§ **Data listing**
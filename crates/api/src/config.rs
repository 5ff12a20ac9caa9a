use crate::auth::jwt::JwtConfig;

/// Server configuration loaded from environment variables.
///
/// Every field except the token secrets has a default suitable for local
/// development.
#[derive(Debug, Clone)]
pub struct ServerConfig {
    /// Bind address (default: `0.0.0.0`).
    pub host: String,
    /// Bind port (default: `3000`).
    pub port: u16,
    /// Allowed CORS origins, parsed from comma-separated `CORS_ORIGINS` env var.
    pub cors_origins: Vec<String>,
    /// HTTP request timeout in seconds (default: `30`).
    pub request_timeout_secs: u64,
    /// Period of the expired-session purge in seconds (default: `3600`).
    pub session_cleanup_interval_secs: u64,
    /// Token secrets and lifetimes.
    pub jwt: JwtConfig,
}

impl ServerConfig {
    /// Load configuration from environment variables with defaults.
    ///
    /// | Env Var                         | Default                 |
    /// |---------------------------------|-------------------------|
    /// | `HOST`                          | `0.0.0.0`               |
    /// | `PORT`                          | `3000`                  |
    /// | `CORS_ORIGINS`                  | `http://localhost:5173` |
    /// | `REQUEST_TIMEOUT_SECS`          | `30`                    |
    /// | `SESSION_CLEANUP_INTERVAL_SECS` | `3600`                  |
    ///
    /// Token settings are read by [`JwtConfig::from_env`].
    pub fn from_env() -> Self {
        let host = std::env::var("HOST").unwrap_or_else(|_| "0.0.0.0".into());

        let port: u16 = std::env::var("PORT")
            .unwrap_or_else(|_| "3000".into())
            .parse()
            .expect("PORT must be a valid u16");

        let cors_origins: Vec<String> = std::env::var("CORS_ORIGINS")
            .unwrap_or_else(|_| "http://localhost:5173".into())
            .split(',')
            .map(|s| s.trim().to_string())
            .filter(|s| !s.is_empty())
            .collect();

        let request_timeout_secs: u64 = std::env::var("REQUEST_TIMEOUT_SECS")
            .unwrap_or_else(|_| "30".into())
            .parse()
            .expect("REQUEST_TIMEOUT_SECS must be a valid u64");

        let session_cleanup_interval_secs: u64 = std::env::var("SESSION_CLEANUP_INTERVAL_SECS")
            .unwrap_or_else(|_| "3600".into())
            .parse()
            .expect("SESSION_CLEANUP_INTERVAL_SECS must be a valid u64");

        let jwt = JwtConfig::from_env();

        Self {
            host,
            port,
            cors_origins,
            request_timeout_secs,
            session_cleanup_interval_secs,
            jwt,
        }
    }
}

§ **Exercise directions**
Every line above that includes "ServerConfig" counts toward one total; give that total by itself.

§ **Solved exercise**
2